INSTRUCTIONS TO FOLLOW =
The lines from the start of the records below through the line containing "rayon thread count." are to be copied exactly, both ends included, with nothing added.

INFORMATION =

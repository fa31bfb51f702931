//! Random forest training with parallel tree construction.

use rand::Rng;
use rand::SeedableRng;
use rand_chacha::ChaCha8Rng;
use rayon::iter::{IntoParallelIterator, ParallelIterator};
use tracing::{debug, info, instrument};

use crate::config::RandomForestConfig;
use crate::error::RfError;
use crate::importance::aggregate_importances;
use crate::result::{TrainingMetadata, TrainingResult};
use crate::tree::{DecisionTree, DecisionTreeConfig, check_features, check_growth, to_columns};

/// Number of classes a binary forest votes over.
pub(crate) const N_CLASSES: usize = 2;

/// A fitted binary random forest.
#[derive(Debug, Clone, PartialEq, serde::Serialize, serde::Deserialize)]
pub struct RandomForest {
    pub(crate) trees: Vec<DecisionTree>,
    pub(crate) n_features: usize,
    pub(crate) feature_names: Vec<String>,
    pub(crate) config: RandomForestConfig,
}

/// Draw `n` row indices with replacement.
fn bootstrap_indices(n: usize, rng: &mut impl Rng) -> Vec<usize> {
    (0..n).map(|_| rng.gen_range(0..n)).collect()
}

/// Reject labels outside {0, 1} and single-class label sets.
fn check_binary_labels(labels: &[usize]) -> Result<(), RfError> {
    if let Some((sample_index, &label)) = labels.iter().enumerate().find(|&(_, &l)| l > 1) {
        return Err(RfError::InvalidLabel {
            sample_index,
            label,
        });
    }
    let positives = labels.iter().filter(|&&l| l == 1).count();
    if positives == 0 {
        return Err(RfError::SingleClass { class: 0 });
    }
    if positives == labels.len() {
        return Err(RfError::SingleClass { class: 1 });
    }
    Ok(())
}

/// Train the ensemble.
///
/// Per-tree seeds are drawn from the master generator before the parallel
/// map and trees are collected in seed order, so the forest does not depend
/// on the rayon thread count.
#[instrument(skip_all, fields(n_estimators = config.n_estimators, n_samples = features.len()))]
pub(crate) fn train(
    config: &RandomForestConfig,
    features: &[Vec<f64>],
    labels: &[usize],
    feature_names: &[String],
) -> Result<TrainingResult, RfError> {
    let n_features = check_features(features)?;
    let n_samples = features.len();
    if labels.len() != n_samples {
        return Err(RfError::LabelCountMismatch {
            features: n_samples,
            labels: labels.len(),
        });
    }
    if feature_names.len() != n_features {
        return Err(RfError::FeatureNameCount {
            expected: n_features,
            got: feature_names.len(),
        });
    }
    check_binary_labels(labels)?;
    check_growth(
        config.max_depth,
        config.min_samples_split,
        config.min_samples_leaf,
    )?;
    let max_features = config.max_features.resolve(n_features)?;

    info!(
        n_estimators = config.n_estimators,
        n_samples,
        n_features,
        max_features,
        bootstrap = config.bootstrap,
        criterion = %config.criterion,
        "training random forest"
    );

    let columns = to_columns(features, n_features);
    let all_rows: Vec<usize> = (0..n_samples).collect();

    let mut master_rng = ChaCha8Rng::seed_from_u64(config.seed);
    let tree_seeds: Vec<u64> = (0..config.n_estimators)
        .map(|_| master_rng.r#gen())
        .collect();

    let tree_template = DecisionTreeConfig::new()
        .with_criterion(config.criterion)
        .with_max_depth(config.max_depth)
        .with_min_samples_split(config.min_samples_split)
        .with_min_samples_leaf(config.min_samples_leaf)
        .with_max_features(Some(max_features));

    let trees: Vec<DecisionTree> = tree_seeds
        .into_par_iter()
        .map(|seed| {
            let mut rng = ChaCha8Rng::seed_from_u64(seed);
            let samples = if config.bootstrap {
                bootstrap_indices(n_samples, &mut rng)
            } else {
                all_rows.clone()
            };
            tree_template
                .clone()
                .with_seed(rng.r#gen())
                .grow(&columns, labels, &samples, N_CLASSES, max_features)
        })
        .collect();

    let per_tree: Vec<Vec<f64>> = trees.iter().map(DecisionTree::feature_importances).collect();
    let importances = aggregate_importances(&per_tree, feature_names);

    let metadata = TrainingMetadata {
        n_estimators: config.n_estimators,
        n_features,
        n_samples,
        n_positive: labels.iter().filter(|&&l| l == 1).count(),
        max_features_resolved: max_features,
        total_nodes: trees.iter().map(DecisionTree::n_nodes).sum(),
    };

    debug!(
        total_nodes = metadata.total_nodes,
        max_depth_reached = trees.iter().map(DecisionTree::depth).max().unwrap_or(0),
        "tree training complete"
    );

    let forest = RandomForest {
        trees,
        n_features,
        feature_names: feature_names.to_vec(),
        config: config.clone(),
    };

    info!(
        top_feature = importances.first().map(|f| f.name.as_str()),
        "random forest training complete"
    );

    Ok(TrainingResult::new(forest, importances, metadata))
}

#[cfg(test)]
mod tests {
    use crate::RfError;
    use crate::config::{MaxFeatures, RandomForestConfig};

    fn two_blobs() -> (Vec<Vec<f64>>, Vec<usize>, Vec<String>) {
        let mut features = Vec::new();
        let mut labels = Vec::new();
        for i in 0..25 {
            let t = i as f64 * 0.1;
            features.push(vec![t, 1.0 - t, 0.5]);
            labels.push(0);
            features.push(vec![5.0 + t, 4.0 - t, 0.5]);
            labels.push(1);
        }
        let names = vec!["x".into(), "y".into(), "z".into()];
        (features, labels, names)
    }

    #[test]
    fn separable_training_accuracy() {
        let (features, labels, names) = two_blobs();
        let result = RandomForestConfig::new(25)
            .unwrap()
            .fit(&features, &labels, &names)
            .unwrap();
        let preds = result.forest().predict_batch(&features).unwrap();
        assert_eq!(preds, labels);
    }

    #[test]
    fn importances_sum_to_one() {
        let (features, labels, names) = two_blobs();
        let result = RandomForestConfig::new(20)
            .unwrap()
            .with_seed(3)
            .fit(&features, &labels, &names)
            .unwrap();
        let total: f64 = result.importances().iter().map(|f| f.importance).sum();
        assert!((total - 1.0).abs() < 1e-10, "total = {total}");
        let z = result.importances().iter().find(|f| f.name == "z").unwrap();
        assert_eq!(z.importance, 0.0);
    }

    #[test]
    fn metadata_reflects_training_run() {
        let (features, labels, names) = two_blobs();
        let result = RandomForestConfig::new(4)
            .unwrap()
            .with_max_features(MaxFeatures::All)
            .fit(&features, &labels, &names)
            .unwrap();
        let meta = result.metadata();
        assert_eq!(meta.n_estimators, 4);
        assert_eq!(meta.n_samples, 50);
        assert_eq!(meta.n_positive, 25);
        assert_eq!(meta.max_features_resolved, 3);
        assert_eq!(result.forest().n_trees(), 4);
    }

    #[test]
    fn label_validation() {
        let (features, mut labels, names) = two_blobs();
        let config = RandomForestConfig::new(3).unwrap();

        let ones = vec![1; labels.len()];
        assert!(matches!(
            config.fit(&features, &ones, &names),
            Err(RfError::SingleClass { class: 1 })
        ));

        labels[4] = 2;
        assert!(matches!(
            config.fit(&features, &labels, &names),
            Err(RfError::InvalidLabel {
                sample_index: 4,
                label: 2
            })
        ));
    }

    #[test]
    fn name_count_must_match() {
        let (features, labels, _) = two_blobs();
        let err = RandomForestConfig::new(3)
            .unwrap()
            .fit(&features, &labels, &["x".to_string()])
            .unwrap_err();
        assert!(matches!(
            err,
            RfError::FeatureNameCount {
                expected: 3,
                got: 1
            }
        ));
    }

    #[test]
    fn empty_dataset_error() {
        let err = RandomForestConfig::new(10).unwrap().fit(&[], &[], &[]).unwrap_err();
        assert!(matches!(err, RfError::EmptyDataset));
    }
}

ANSWER TO THIS PROBLEM =
repository fa31bfb51f702931
//! Random forest training with parallel tree construction.

use rand::Rng;
use rand::SeedableRng;
use rand_chacha::ChaCha8Rng;
use rayon::iter::{IntoParallelIterator, ParallelIterator};
use tracing::{debug, info, instrument};

use crate::config::RandomForestConfig;
use crate::error::RfError;
use crate::importance::aggregate_importances;
use crate::result::{TrainingMetadata, TrainingResult};
use crate::tree::{DecisionTree, DecisionTreeConfig, check_features, check_growth, to_columns};

/// Number of classes a binary forest votes over.
pub(crate) const N_CLASSES: usize = 2;

/// A fitted binary random forest.
#[derive(Debug, Clone, PartialEq, serde::Serialize, serde::Deserialize)]
pub struct RandomForest {
    pub(crate) trees: Vec<DecisionTree>,
    pub(crate) n_features: usize,
    pub(crate) feature_names: Vec<String>,
    pub(crate) config: RandomForestConfig,
}

/// Draw `n` row indices with replacement.
fn bootstrap_indices(n: usize, rng: &mut impl Rng) -> Vec<usize> {
    (0..n).map(|_| rng.gen_range(0..n)).collect()
}

/// Reject labels outside {0, 1} and single-class label sets.
fn check_binary_labels(labels: &[usize]) -> Result<(), RfError> {
    if let Some((sample_index, &label)) = labels.iter().enumerate().find(|&(_, &l)| l > 1) {
        return Err(RfError::InvalidLabel {
            sample_index,
            label,
        });
    }
    let positives = labels.iter().filter(|&&l| l == 1).count();
    if positives == 0 {
        return Err(RfError::SingleClass { class: 0 });
    }
    if positives == labels.len() {
        return Err(RfError::SingleClass { class: 1 });
    }
    Ok(())
}

/// Train the ensemble.
///
/// Per-tree seeds are drawn from the master generator before the parallel
/// map and trees are collected in seed order, so the forest does not depend
/// on the rayon thread count.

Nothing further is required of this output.